[Collected data]
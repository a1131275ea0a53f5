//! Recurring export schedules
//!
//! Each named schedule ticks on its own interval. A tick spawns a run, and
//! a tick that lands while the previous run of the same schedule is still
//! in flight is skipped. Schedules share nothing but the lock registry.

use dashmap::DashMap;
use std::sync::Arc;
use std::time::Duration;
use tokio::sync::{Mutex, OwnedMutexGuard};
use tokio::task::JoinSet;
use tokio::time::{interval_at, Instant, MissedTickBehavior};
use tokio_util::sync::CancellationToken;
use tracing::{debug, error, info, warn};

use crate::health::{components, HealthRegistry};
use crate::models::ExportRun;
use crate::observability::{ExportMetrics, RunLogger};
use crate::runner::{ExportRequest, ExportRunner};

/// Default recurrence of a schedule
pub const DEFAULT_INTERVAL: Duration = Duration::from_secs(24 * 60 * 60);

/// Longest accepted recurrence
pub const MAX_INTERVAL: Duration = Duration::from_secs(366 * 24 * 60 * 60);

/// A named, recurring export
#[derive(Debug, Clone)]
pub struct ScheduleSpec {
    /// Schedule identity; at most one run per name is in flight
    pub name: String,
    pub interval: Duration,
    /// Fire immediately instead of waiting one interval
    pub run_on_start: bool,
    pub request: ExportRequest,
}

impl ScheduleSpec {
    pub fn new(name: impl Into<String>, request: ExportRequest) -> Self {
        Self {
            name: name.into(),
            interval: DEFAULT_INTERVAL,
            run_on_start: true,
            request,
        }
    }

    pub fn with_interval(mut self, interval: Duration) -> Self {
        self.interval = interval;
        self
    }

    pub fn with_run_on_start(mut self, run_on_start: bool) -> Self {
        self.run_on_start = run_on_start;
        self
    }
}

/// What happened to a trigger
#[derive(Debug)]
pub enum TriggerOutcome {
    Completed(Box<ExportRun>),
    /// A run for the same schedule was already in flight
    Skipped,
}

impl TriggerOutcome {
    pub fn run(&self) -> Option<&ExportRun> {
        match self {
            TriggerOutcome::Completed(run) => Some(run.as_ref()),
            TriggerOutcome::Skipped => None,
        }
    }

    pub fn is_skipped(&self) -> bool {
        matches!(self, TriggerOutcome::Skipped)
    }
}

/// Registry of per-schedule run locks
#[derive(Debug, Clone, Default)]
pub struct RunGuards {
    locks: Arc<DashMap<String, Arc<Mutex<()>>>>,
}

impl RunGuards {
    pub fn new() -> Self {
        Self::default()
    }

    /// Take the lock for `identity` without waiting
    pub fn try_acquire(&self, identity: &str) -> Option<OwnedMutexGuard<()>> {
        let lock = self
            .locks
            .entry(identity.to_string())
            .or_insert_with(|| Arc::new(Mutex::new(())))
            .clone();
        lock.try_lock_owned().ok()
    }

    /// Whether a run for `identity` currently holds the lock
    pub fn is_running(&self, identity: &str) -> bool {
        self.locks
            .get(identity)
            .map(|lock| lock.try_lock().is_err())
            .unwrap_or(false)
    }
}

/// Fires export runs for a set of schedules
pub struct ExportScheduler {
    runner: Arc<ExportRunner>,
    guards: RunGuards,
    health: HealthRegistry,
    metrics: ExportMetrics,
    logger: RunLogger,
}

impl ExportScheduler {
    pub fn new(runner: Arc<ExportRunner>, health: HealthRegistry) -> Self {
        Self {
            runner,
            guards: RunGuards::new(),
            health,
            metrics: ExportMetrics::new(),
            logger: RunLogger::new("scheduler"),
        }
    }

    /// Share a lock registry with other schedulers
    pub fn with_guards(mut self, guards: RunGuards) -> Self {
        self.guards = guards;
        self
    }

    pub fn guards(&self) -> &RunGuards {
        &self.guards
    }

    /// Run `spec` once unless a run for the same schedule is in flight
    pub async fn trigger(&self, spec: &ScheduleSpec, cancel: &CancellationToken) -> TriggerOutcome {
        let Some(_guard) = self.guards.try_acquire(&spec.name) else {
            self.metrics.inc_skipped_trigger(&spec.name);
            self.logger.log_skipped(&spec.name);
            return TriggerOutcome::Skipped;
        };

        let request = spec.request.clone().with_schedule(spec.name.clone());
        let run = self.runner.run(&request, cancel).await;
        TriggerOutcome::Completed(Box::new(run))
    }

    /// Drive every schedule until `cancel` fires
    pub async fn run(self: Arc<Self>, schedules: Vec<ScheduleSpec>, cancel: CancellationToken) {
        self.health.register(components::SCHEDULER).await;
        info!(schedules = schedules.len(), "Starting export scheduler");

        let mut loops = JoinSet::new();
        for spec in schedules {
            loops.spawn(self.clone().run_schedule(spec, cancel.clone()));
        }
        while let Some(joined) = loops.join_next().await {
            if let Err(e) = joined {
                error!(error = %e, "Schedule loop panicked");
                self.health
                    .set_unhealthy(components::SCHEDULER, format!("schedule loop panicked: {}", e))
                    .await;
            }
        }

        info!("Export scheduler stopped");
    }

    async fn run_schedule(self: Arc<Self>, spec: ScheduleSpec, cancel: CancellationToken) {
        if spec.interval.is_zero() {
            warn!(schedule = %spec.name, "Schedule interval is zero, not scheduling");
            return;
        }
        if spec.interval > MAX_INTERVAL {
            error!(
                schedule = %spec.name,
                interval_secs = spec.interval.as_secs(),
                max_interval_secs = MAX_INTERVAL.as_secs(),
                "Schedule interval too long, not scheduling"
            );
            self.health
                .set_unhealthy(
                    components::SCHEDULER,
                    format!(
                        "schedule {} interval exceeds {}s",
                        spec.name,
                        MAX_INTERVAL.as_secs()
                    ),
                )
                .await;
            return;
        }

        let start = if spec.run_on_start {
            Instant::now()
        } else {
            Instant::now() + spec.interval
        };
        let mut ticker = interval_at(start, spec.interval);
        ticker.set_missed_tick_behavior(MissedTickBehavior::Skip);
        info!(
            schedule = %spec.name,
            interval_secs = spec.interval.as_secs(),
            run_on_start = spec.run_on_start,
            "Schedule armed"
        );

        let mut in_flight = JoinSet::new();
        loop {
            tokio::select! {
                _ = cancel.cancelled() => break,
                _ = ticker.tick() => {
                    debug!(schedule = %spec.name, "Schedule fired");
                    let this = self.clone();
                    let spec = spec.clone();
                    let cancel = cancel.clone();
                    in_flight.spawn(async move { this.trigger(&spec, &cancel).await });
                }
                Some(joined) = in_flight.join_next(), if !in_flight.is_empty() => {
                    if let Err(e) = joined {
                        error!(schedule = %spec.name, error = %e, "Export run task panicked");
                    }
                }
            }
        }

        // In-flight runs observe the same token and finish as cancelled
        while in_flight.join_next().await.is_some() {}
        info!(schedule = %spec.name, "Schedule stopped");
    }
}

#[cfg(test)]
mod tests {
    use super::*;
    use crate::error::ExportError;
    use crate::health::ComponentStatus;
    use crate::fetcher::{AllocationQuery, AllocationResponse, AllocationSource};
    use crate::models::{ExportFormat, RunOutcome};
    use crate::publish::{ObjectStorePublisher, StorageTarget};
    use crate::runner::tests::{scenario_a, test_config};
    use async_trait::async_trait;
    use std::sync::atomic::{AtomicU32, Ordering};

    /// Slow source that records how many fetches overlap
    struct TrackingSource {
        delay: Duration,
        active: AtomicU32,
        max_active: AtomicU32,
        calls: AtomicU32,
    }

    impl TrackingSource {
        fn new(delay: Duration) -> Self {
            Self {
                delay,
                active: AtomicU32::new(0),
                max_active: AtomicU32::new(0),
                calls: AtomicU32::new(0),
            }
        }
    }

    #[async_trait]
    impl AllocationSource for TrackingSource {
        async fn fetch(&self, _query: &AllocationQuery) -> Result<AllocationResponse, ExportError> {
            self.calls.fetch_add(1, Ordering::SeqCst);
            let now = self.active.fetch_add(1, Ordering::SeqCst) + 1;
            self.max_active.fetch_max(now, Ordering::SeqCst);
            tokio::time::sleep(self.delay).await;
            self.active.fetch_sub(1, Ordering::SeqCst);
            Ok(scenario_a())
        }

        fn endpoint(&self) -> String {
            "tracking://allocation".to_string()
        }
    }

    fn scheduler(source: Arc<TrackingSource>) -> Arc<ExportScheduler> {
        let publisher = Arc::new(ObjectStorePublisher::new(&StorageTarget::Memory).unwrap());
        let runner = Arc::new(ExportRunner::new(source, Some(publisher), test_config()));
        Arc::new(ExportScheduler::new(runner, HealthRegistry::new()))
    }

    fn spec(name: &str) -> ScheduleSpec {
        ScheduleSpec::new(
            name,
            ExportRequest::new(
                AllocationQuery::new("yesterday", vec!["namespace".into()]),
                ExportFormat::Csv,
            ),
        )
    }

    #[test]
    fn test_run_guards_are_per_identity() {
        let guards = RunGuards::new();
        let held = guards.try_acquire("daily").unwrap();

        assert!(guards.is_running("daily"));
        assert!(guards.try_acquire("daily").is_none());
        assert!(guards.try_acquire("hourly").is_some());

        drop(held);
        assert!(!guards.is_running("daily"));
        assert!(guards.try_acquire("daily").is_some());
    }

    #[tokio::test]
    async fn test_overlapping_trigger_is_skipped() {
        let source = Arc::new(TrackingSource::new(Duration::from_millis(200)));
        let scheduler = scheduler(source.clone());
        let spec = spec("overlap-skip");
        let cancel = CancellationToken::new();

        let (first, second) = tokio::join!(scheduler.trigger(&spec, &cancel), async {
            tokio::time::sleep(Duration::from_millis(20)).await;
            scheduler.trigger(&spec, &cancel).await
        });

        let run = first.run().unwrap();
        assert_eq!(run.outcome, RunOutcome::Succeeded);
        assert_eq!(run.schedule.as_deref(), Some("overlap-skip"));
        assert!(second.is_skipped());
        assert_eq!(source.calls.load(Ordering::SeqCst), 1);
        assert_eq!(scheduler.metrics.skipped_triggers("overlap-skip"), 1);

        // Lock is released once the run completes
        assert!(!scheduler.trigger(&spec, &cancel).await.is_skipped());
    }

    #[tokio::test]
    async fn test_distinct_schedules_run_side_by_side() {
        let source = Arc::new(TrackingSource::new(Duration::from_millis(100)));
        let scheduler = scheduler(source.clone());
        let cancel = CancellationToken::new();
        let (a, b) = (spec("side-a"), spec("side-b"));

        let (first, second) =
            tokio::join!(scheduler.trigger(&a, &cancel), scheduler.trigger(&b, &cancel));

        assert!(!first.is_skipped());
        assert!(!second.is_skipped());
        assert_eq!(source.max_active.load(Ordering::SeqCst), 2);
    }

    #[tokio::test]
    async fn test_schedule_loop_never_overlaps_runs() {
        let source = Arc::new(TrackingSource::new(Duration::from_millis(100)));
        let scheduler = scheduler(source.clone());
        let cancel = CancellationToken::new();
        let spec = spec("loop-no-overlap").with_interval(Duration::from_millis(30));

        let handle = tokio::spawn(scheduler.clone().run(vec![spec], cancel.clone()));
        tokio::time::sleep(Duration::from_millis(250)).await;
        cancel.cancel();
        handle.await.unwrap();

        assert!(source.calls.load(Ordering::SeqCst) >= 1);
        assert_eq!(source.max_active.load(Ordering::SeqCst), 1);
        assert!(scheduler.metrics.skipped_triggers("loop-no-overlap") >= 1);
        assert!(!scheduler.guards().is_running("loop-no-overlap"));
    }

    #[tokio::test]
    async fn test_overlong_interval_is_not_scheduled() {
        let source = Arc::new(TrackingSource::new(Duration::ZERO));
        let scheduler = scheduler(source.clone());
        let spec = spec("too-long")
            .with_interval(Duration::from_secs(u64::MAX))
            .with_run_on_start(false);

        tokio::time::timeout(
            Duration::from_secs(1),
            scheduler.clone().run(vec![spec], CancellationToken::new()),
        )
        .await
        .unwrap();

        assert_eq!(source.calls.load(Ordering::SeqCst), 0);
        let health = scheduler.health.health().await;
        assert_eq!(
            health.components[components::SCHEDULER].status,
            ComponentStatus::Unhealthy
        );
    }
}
--
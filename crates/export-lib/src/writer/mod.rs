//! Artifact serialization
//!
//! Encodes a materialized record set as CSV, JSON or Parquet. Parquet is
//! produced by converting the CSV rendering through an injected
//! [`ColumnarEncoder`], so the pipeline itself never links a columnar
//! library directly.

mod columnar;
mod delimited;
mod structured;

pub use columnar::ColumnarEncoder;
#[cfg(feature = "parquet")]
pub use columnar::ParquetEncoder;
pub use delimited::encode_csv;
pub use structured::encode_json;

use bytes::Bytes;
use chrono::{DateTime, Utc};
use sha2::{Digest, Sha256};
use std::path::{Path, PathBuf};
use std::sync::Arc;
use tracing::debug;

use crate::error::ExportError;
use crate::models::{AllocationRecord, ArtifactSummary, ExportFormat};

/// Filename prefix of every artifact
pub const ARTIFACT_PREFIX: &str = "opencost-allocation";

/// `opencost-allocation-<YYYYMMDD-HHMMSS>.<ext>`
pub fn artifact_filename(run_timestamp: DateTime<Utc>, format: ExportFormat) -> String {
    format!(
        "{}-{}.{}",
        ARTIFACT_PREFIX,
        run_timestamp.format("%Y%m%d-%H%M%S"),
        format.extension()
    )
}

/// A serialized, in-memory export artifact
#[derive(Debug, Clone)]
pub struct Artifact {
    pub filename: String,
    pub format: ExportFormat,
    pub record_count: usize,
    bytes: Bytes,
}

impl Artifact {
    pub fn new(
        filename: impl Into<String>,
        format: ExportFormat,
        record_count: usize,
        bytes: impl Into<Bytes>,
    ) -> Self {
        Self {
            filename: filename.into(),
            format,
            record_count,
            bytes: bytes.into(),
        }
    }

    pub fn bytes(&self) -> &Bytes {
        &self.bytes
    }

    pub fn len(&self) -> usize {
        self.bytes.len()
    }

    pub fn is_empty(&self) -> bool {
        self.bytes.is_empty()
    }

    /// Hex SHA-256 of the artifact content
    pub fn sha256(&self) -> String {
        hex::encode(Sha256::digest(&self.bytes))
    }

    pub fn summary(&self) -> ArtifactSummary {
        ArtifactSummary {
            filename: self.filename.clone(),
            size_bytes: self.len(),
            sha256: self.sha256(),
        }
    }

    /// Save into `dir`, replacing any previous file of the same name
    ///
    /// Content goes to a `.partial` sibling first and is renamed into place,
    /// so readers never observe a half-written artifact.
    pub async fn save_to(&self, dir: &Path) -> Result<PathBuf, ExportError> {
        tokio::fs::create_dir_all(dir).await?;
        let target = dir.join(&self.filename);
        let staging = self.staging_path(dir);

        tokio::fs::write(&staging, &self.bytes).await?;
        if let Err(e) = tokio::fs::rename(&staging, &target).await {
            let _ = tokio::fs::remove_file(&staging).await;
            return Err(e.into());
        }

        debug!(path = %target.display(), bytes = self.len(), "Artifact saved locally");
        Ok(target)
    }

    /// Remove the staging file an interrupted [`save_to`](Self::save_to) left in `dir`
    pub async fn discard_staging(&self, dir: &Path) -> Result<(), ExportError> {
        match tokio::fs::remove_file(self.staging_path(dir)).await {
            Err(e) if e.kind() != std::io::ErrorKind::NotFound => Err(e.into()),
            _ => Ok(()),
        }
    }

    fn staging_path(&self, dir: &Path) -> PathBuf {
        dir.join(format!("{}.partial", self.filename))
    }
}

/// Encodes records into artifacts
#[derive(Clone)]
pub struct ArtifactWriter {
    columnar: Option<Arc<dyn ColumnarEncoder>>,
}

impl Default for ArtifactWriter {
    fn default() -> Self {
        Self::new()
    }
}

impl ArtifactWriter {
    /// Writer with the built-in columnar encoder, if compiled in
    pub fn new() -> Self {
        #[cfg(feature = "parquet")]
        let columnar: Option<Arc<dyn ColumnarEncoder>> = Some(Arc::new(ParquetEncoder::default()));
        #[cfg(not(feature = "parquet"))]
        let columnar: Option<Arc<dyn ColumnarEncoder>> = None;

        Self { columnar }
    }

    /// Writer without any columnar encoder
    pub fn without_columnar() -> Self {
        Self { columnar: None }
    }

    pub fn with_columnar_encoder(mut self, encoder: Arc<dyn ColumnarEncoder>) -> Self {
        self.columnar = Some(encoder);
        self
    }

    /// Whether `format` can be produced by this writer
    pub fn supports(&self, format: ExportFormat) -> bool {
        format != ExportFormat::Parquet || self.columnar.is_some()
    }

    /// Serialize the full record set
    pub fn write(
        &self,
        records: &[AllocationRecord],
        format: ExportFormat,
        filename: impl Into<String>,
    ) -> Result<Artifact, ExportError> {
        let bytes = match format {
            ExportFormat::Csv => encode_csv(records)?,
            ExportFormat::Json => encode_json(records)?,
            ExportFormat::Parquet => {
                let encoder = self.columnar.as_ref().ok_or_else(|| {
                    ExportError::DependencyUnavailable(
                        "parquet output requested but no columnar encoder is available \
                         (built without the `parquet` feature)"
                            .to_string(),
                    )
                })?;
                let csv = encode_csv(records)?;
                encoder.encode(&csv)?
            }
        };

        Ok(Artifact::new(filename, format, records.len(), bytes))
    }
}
* * *
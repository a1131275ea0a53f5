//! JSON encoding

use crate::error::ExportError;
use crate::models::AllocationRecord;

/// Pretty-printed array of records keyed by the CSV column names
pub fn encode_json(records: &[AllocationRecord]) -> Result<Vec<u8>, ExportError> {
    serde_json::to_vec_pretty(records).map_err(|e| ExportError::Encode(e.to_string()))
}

YOUR OBJECTIVE
In the records above, collect each line with "daily".

RESULT OF THE EXERCISE
        let held = guards.try_acquire("daily").unwrap();
        assert!(guards.is_running("daily"));
        assert!(guards.try_acquire("daily").is_none());
        assert!(!guards.is_running("daily"));
        assert!(guards.try_acquire("daily").is_some());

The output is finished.